What if your money conversation didn’t stress you out? What if they didn’t suck? What if they were actually awesome? I can make that happen. I can prove it. I once had a client blame me for their new child. That’s right. A child was the result of post-financial talk vibes. And if the conception of a child isn’t proof of a successful meeting, then I don’t know what is. Know what I’m sayin’?
Financial conversations generally suck the way middle school dances sucked. You only half want to be involved with it, and you don’t want anyone to notice your blemishes. Below, you will find the perfect plan for having a great money meeting. In fact, I plan on whipping this out on Mrs. Planner this weekend. We have great money conversations, but I refuse to ask you to do something that I wouldn’t personally do myself.
Don’t go running home tonight and whip the following list of questions out on your pookie. Spontaneous money conversations often lead to stress. Either email your snuggle bunny right now to ask if it’s cool to talk about money tonight, or schedule the talk for the weekend. You may present it like this, “hey baby, a very handsome ginger gave me some good tips for having a productive financial conversation. Can we take 30 minutes to discuss this on Saturday afternoon?” Believe it or not, allowing the other person to get their mind right, is an important factor in this discussion’s success.

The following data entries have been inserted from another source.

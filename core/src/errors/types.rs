//! Error kinds for the token lifecycle.
//!
//! The variants of `TokenError` are distinct for logging only. The HTTP layer
//! collapses all of them into a single unauthenticated response.

use thiserror::Error;

/// Token decode, verification and revocation failures
#[derive(Error, Debug, Clone, PartialEq, Eq)]
pub enum TokenError {
    /// Structurally invalid wire format: separator count, base64, or claim fields
    #[error("Malformed token")]
    MalformedToken,

    /// MAC over the payload did not match
    #[error("Bad token signature")]
    BadSignature,

    /// Claim expiry is in the past
    #[error("Token expired")]
    Expired,

    /// Fingerprint found in the revocation ledger. Built by
    /// `Unauthenticated::token_error` for gate rejections.
    #[error("Token revoked")]
    Revoked,

    /// No bearer credential on the request. Built by
    /// `Unauthenticated::token_error` for gate rejections.
    #[error("Missing credential")]
    MissingCredential,

    /// Revocation was asked for a token that cannot be decoded
    #[error("Invalid token")]
    InvalidToken,
}

/// Revocation ledger backend failures
#[derive(Error, Debug, Clone, PartialEq, Eq)]
pub enum StorageError {
    /// Backend unreachable or the call timed out
    #[error("Storage unavailable: {message}")]
    Unavailable { message: String },

    /// A stored row could not be mapped back into a record
    #[error("Corrupt ledger row: {message}")]
    Corrupt { message: String },
}

impl StorageError {
    pub fn unavailable(message: impl Into<String>) -> Self {
        StorageError::Unavailable {
            message: message.into(),
        }
    }
}
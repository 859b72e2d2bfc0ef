use actix_web::{web, HttpResponse};

use crate::app::AppState;
use crate::dto::auth::CleanupResponse;
use crate::handlers::error::ApiError;

/// Handler for POST /internal/cleanup
///
/// Runs one purge through the scheduler, so it never overlaps a scheduled
/// run.
///
/// # Response
///
/// ## Success (200 OK)
/// ```json
/// {
///     "deleted": 12,
///     "ran_at": "2025-01-01T03:00:00Z",
///     "skipped": false
/// }
/// ```
pub async fn cleanup(state: web::Data<AppState>) -> Result<HttpResponse, ApiError> {
    let report = state.scheduler.run_once().await?;

    log::info!(
        "Cleanup requested: deleted {} (skipped: {})",
        report.deleted,
        report.skipped
    );

    Ok(HttpResponse::Ok().json(CleanupResponse {
        deleted: report.deleted,
        ran_at: report.ran_at,
        skipped: report.skipped,
    }))
}
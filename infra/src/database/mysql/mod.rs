//! MySQL repository implementations

mod revocation_repository_impl;

pub use revocation_repository_impl::MySqlRevocationRepository;
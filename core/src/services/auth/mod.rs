//! Per-request authentication
//!
//! Extracts the bearer credential, verifies it, and consults the revocation
//! ledger before handing an identity downstream.

mod gate;

#[cfg(test)]
mod tests;

pub use gate::{extract_bearer, AuthGate, Unauthenticated, BEARER_SCHEME};
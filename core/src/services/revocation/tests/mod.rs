mod scheduler_tests;
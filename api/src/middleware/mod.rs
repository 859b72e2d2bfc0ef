pub mod auth;
pub mod internal;

pub use auth::*;
pub use internal::*;
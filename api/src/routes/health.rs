use actix_web::{web, HttpResponse};
use tg_shared::types::HealthResponse;

use crate::app::AppState;

/// Service name reported by the health endpoint
pub const SERVICE_NAME: &str = "tokengate-api";

/// Handler for GET /health
///
/// Reports unhealthy (503) while the revocation ledger cannot be reached,
/// since every authenticated request fails closed in that state.
pub async fn health_check(state: web::Data<AppState>) -> HttpResponse {
    let version = env!("CARGO_PKG_VERSION");

    match state.ledger().health_check().await {
        Ok(()) => HttpResponse::Ok().json(HealthResponse::healthy(SERVICE_NAME, version)),
        Err(e) => {
            log::warn!("Health check failed: {}", e);
            HttpResponse::ServiceUnavailable()
                .json(HealthResponse::unhealthy(SERVICE_NAME, version))
        }
    }
}
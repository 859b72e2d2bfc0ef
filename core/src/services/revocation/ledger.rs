//! Revocation ledger service.
//!
//! Wraps a [`RevocationRepository`] with the token-level operations: a token
//! is fingerprinted as a whole and its ledger entry expires together with the
//! token itself.

use chrono::{DateTime, Utc};
use std::sync::Arc;
use tracing::{debug, info};

use crate::domain::entities::revocation::{Fingerprint, RevocationRecord};
use crate::errors::{DomainResult, TokenError};
use crate::repositories::RevocationRepository;
use crate::services::token::TokenCodec;

/// Durable set of revoked token fingerprints
pub struct RevocationLedger<R: RevocationRepository + ?Sized> {
    repository: Arc<R>,
}

impl<R: RevocationRepository + ?Sized> RevocationLedger<R> {
    pub fn new(repository: Arc<R>) -> Self {
        Self { repository }
    }

    pub fn repository(&self) -> &Arc<R> {
        &self.repository
    }

    /// Revoke a token until its own expiry
    ///
    /// The signature is not checked here. Callers exposed to untrusted input
    /// must verify the token first.
    ///
    /// # Returns
    /// * `Ok(RevocationRecord)` - The ledger entry, whether new or already present
    /// * `Err(DomainError::Token(InvalidToken))` - The token could not be decoded
    /// * `Err(DomainError::Storage(_))` - The ledger could not be written
    pub async fn revoke(&self, token: &str) -> DomainResult<RevocationRecord> {
        let claim = TokenCodec::decode(token).map_err(|_| TokenError::InvalidToken)?;
        let expires_at = claim.expiry().ok_or(TokenError::InvalidToken)?;

        let record = RevocationRecord::new(Fingerprint::of_token(token), expires_at);
        let inserted = self.repository.insert(record.clone()).await?;

        if inserted {
            info!(
                fingerprint = record.fingerprint.short(),
                subject = %claim.subject,
                expires_at = %record.expires_at,
                "Token revoked"
            );
        } else {
            debug!(
                fingerprint = record.fingerprint.short(),
                "Token already revoked"
            );
        }

        Ok(record)
    }

    /// Whether this exact token string has been revoked
    pub async fn is_revoked(&self, token: &str) -> DomainResult<bool> {
        self.repository.exists(&Fingerprint::of_token(token)).await
    }

    /// Whether the backing store can be reached. Every authenticated
    /// request depends on it.
    pub async fn health_check(&self) -> DomainResult<()> {
        self.repository.health_check().await
    }

    /// Delete ledger entries whose tokens expired strictly before `now`
    pub async fn purge_expired(&self, now: DateTime<Utc>) -> DomainResult<usize> {
        let deleted = self.repository.delete_expired(now).await?;
        info!(deleted, cutoff = %now, "Purged expired revocations");
        Ok(deleted)
    }
}
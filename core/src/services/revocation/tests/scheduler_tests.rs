//! Unit tests for the revocation scheduler

use async_trait::async_trait;
use chrono::{DateTime, Duration as ChronoDuration, Utc};
use std::sync::Arc;
use std::time::Duration;
use tokio::sync::Notify;

use crate::domain::entities::revocation::{Fingerprint, RevocationRecord};
use crate::errors::DomainResult;
use crate::repositories::{
    FailingRevocationRepository, InMemoryRevocationRepository, RevocationRepository,
};
use crate::services::revocation::{RevocationLedger, RevocationScheduler, SchedulerConfig};

/// Blocks inside `delete_expired` until released
struct GatedRepository {
    inner: InMemoryRevocationRepository,
    entered: Notify,
    release: Notify,
}

#[async_trait]
impl RevocationRepository for GatedRepository {
    async fn insert(&self, record: RevocationRecord) -> DomainResult<bool> {
        self.inner.insert(record).await
    }

    async fn exists(&self, fingerprint: &Fingerprint) -> DomainResult<bool> {
        self.inner.exists(fingerprint).await
    }

    async fn find(&self, fingerprint: &Fingerprint) -> DomainResult<Option<RevocationRecord>> {
        self.inner.find(fingerprint).await
    }

    async fn delete_expired(&self, now: DateTime<Utc>) -> DomainResult<usize> {
        self.entered.notify_one();
        self.release.notified().await;
        self.inner.delete_expired(now).await
    }

    async fn health_check(&self) -> DomainResult<()> {
        self.inner.health_check().await
    }

    async fn count(&self) -> DomainResult<usize> {
        self.inner.count().await
    }
}

fn config(interval: Duration, run_on_start: bool) -> SchedulerConfig {
    SchedulerConfig {
        enabled: true,
        interval,
        run_on_start,
    }
}

async fn seeded_repo(expired: usize, live: usize) -> Arc<InMemoryRevocationRepository> {
    let repo = Arc::new(InMemoryRevocationRepository::new());
    let now = Utc::now();
    for i in 0..expired {
        let fp = Fingerprint::of_token(&format!("expired.{}", i));
        repo.insert(RevocationRecord::new(fp, now - ChronoDuration::hours(1)))
            .await
            .unwrap();
    }
    for i in 0..live {
        let fp = Fingerprint::of_token(&format!("live.{}", i));
        repo.insert(RevocationRecord::new(fp, now + ChronoDuration::days(1)))
            .await
            .unwrap();
    }
    repo
}

fn scheduler_for<R: RevocationRepository + ?Sized>(
    repo: Arc<R>,
    config: SchedulerConfig,
) -> Arc<RevocationScheduler<R>> {
    Arc::new(RevocationScheduler::new(
        Arc::new(RevocationLedger::new(repo)),
        config,
    ))
}

#[tokio::test]
async fn test_run_once_reports_deleted() {
    let repo = seeded_repo(3, 2).await;
    let scheduler = scheduler_for(repo.clone(), SchedulerConfig::default());

    let report = scheduler.run_once().await.unwrap();
    assert_eq!(report.deleted, 3);
    assert!(!report.skipped);
    assert_eq!(repo.count().await.unwrap(), 2);

    let again = scheduler.run_once().await.unwrap();
    assert_eq!(again.deleted, 0);
}

#[tokio::test]
async fn test_overlapping_run_is_skipped() {
    let repo = Arc::new(GatedRepository {
        inner: InMemoryRevocationRepository::new(),
        entered: Notify::new(),
        release: Notify::new(),
    });
    let scheduler = scheduler_for(repo.clone(), SchedulerConfig::default());

    let first = {
        let scheduler = scheduler.clone();
        tokio::spawn(async move { scheduler.run_once().await })
    };
    repo.entered.notified().await;
    assert!(scheduler.is_running());

    let second = scheduler.run_once().await.unwrap();
    assert!(second.skipped);
    assert_eq!(second.deleted, 0);

    repo.release.notify_one();
    let first = first.await.unwrap().unwrap();
    assert!(!first.skipped);
    assert!(!scheduler.is_running());
}

#[tokio::test]
async fn test_failed_run_releases_guard() {
    let scheduler = scheduler_for(
        Arc::new(FailingRevocationRepository::new()),
        SchedulerConfig::default(),
    );

    assert!(scheduler.run_once().await.is_err());
    assert!(!scheduler.is_running());
    assert!(scheduler.run_once().await.is_err());
}

#[tokio::test(start_paused = true)]
async fn test_run_on_start_purges_immediately() {
    let repo = seeded_repo(2, 1).await;
    let scheduler = scheduler_for(repo.clone(), config(Duration::from_secs(86_400), true));

    let handle = scheduler.start().unwrap();
    tokio::time::sleep(Duration::from_millis(10)).await;

    assert_eq!(repo.count().await.unwrap(), 1);
    handle.stop().await;
}

#[tokio::test(start_paused = true)]
async fn test_first_purge_waits_one_interval() {
    let repo = seeded_repo(2, 0).await;
    let scheduler = scheduler_for(repo.clone(), config(Duration::from_secs(86_400), false));

    let handle = scheduler.start().unwrap();

    tokio::time::sleep(Duration::from_secs(3_600)).await;
    assert_eq!(repo.count().await.unwrap(), 2);

    tokio::time::sleep(Duration::from_secs(86_400)).await;
    assert_eq!(repo.count().await.unwrap(), 0);

    handle.stop().await;
}

#[tokio::test(start_paused = true)]
async fn test_purge_repeats_every_interval() {
    let repo = seeded_repo(1, 0).await;
    let scheduler = scheduler_for(repo.clone(), config(Duration::from_secs(60), true));

    let handle = scheduler.start().unwrap();
    tokio::time::sleep(Duration::from_secs(1)).await;
    assert_eq!(repo.count().await.unwrap(), 0);

    let fp = Fingerprint::of_token("late.revocation");
    repo.insert(RevocationRecord::new(fp.clone(), Utc::now() - ChronoDuration::seconds(1)))
        .await
        .unwrap();

    tokio::time::sleep(Duration::from_secs(61)).await;
    assert!(!repo.exists(&fp).await.unwrap());

    handle.stop().await;
}

#[tokio::test(start_paused = true)]
async fn test_stop_ends_task() {
    let repo = seeded_repo(0, 0).await;
    let scheduler = scheduler_for(repo, config(Duration::from_secs(60), false));

    let handle = scheduler.start().unwrap();
    assert!(!handle.is_finished());

    tokio::time::timeout(Duration::from_secs(5), handle.stop())
        .await
        .unwrap();
}

#[tokio::test(start_paused = true)]
async fn test_scheduler_survives_failures() {
    let scheduler = scheduler_for(
        Arc::new(FailingRevocationRepository::new()),
        config(Duration::from_secs(60), true),
    );

    let handle = scheduler.start().unwrap();
    tokio::time::sleep(Duration::from_secs(185)).await;
    assert!(!handle.is_finished());

    handle.stop().await;
}

#[tokio::test]
async fn test_disabled_scheduler_does_not_start() {
    let scheduler = scheduler_for(
        Arc::new(InMemoryRevocationRepository::new()),
        SchedulerConfig {
            enabled: false,
            ..SchedulerConfig::default()
        },
    );
    assert!(scheduler.start().is_none());
}

#[tokio::test]
async fn test_zero_interval_does_not_start() {
    let scheduler = scheduler_for(
        Arc::new(InMemoryRevocationRepository::new()),
        SchedulerConfig {
            interval: Duration::ZERO,
            ..SchedulerConfig::default()
        },
    );
    assert!(scheduler.start().is_none());
}

#[tokio::test]
async fn test_out_of_range_interval_does_not_start() {
    let scheduler = scheduler_for(
        Arc::new(InMemoryRevocationRepository::new()),
        SchedulerConfig {
            interval: Duration::MAX,
            ..SchedulerConfig::default()
        },
    );
    assert!(scheduler.start().is_none());
}

#[test]
fn test_config_from_cleanup_config() {
    let cleanup = tg_shared::CleanupConfig {
        enabled: true,
        interval_seconds: 3_600,
        run_on_start: true,
    };
    let config = SchedulerConfig::from(&cleanup);

    assert!(config.enabled);
    assert!(config.run_on_start);
    assert_eq!(config.interval, Duration::from_secs(3_600));
    assert_eq!(SchedulerConfig::default().interval, Duration::from_secs(86_400));
}
use actix_web::{web, HttpResponse};
use validator::Validate;

use crate::app::AppState;
use crate::dto::auth::{RevokeRequest, RevokeResponse};
use crate::handlers::error::ApiError;

/// Handler for POST /internal/revocations
///
/// Revokes an arbitrary token by value, for services that need to
/// force-expire a credential they did not receive over the wire. The
/// signature is not checked: only trusted callers reach this route, and
/// revoking a forged token only blocks that forgery.
///
/// # Request Body
///
/// ```json
/// {
///     "token": "eyJ..."
/// }
/// ```
///
/// ## Errors
/// - 400 Bad Request: The token could not be decoded
/// - 403 Forbidden: Missing or wrong internal key
/// - 503 Service Unavailable: The revocation could not be recorded
pub async fn revoke_token(
    state: web::Data<AppState>,
    request: web::Json<RevokeRequest>,
) -> Result<HttpResponse, ApiError> {
    let request = request.into_inner();
    request.validate()?;

    let record = state.ledger().revoke(&request.token).await?;

    log::info!(
        "Token revoked by internal call (fingerprint {})",
        record.fingerprint.short()
    );

    Ok(HttpResponse::Ok().json(RevokeResponse {
        revoked: true,
        expires_at: record.expires_at,
    }))
}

When it’s go-time, allow the following 12 items to guide the conversation. Feel free to open a bottle of wine.
1. Is there something that I’m currently doing, in relation to our financial life, that stresses you out?
2. What’s my most annoying financial habit?
3. What am I good at, when it comes to money? (Hopefully he/she doesn’t say “spending it”)
4 . Do you worry about money?
5. Do you think we were in a better financial position 12 months ago?
6. Do you think we’re trending toward being in a better financial position 12 months from now?
7. If we could wave a magic wand and eliminate one expense, what would it be? Do we need a magic wand to eliminate it?
8. Do you mind if I answer the same questions, as they relate to you?
9. What is the first step we need to do, in order to create some positive momentum towards addressing some of the concerns we just discussed?
10. Perfect. So I will _________ in the next week. And you will ___________ by next week. (This is where you collectively assign tasks and homework to begin taking action on getting better)
11. This was great, but we shouldn’t celebrate over a nice dinner out.
12. Let’s go hug aggressively.
Money conversations are hard, because most people don’t know what they need to do to make progress. This plan will help you make progress. You are going to need to be transparent, humble, and understanding. And if the meeting does go very well, send me a birth announcement.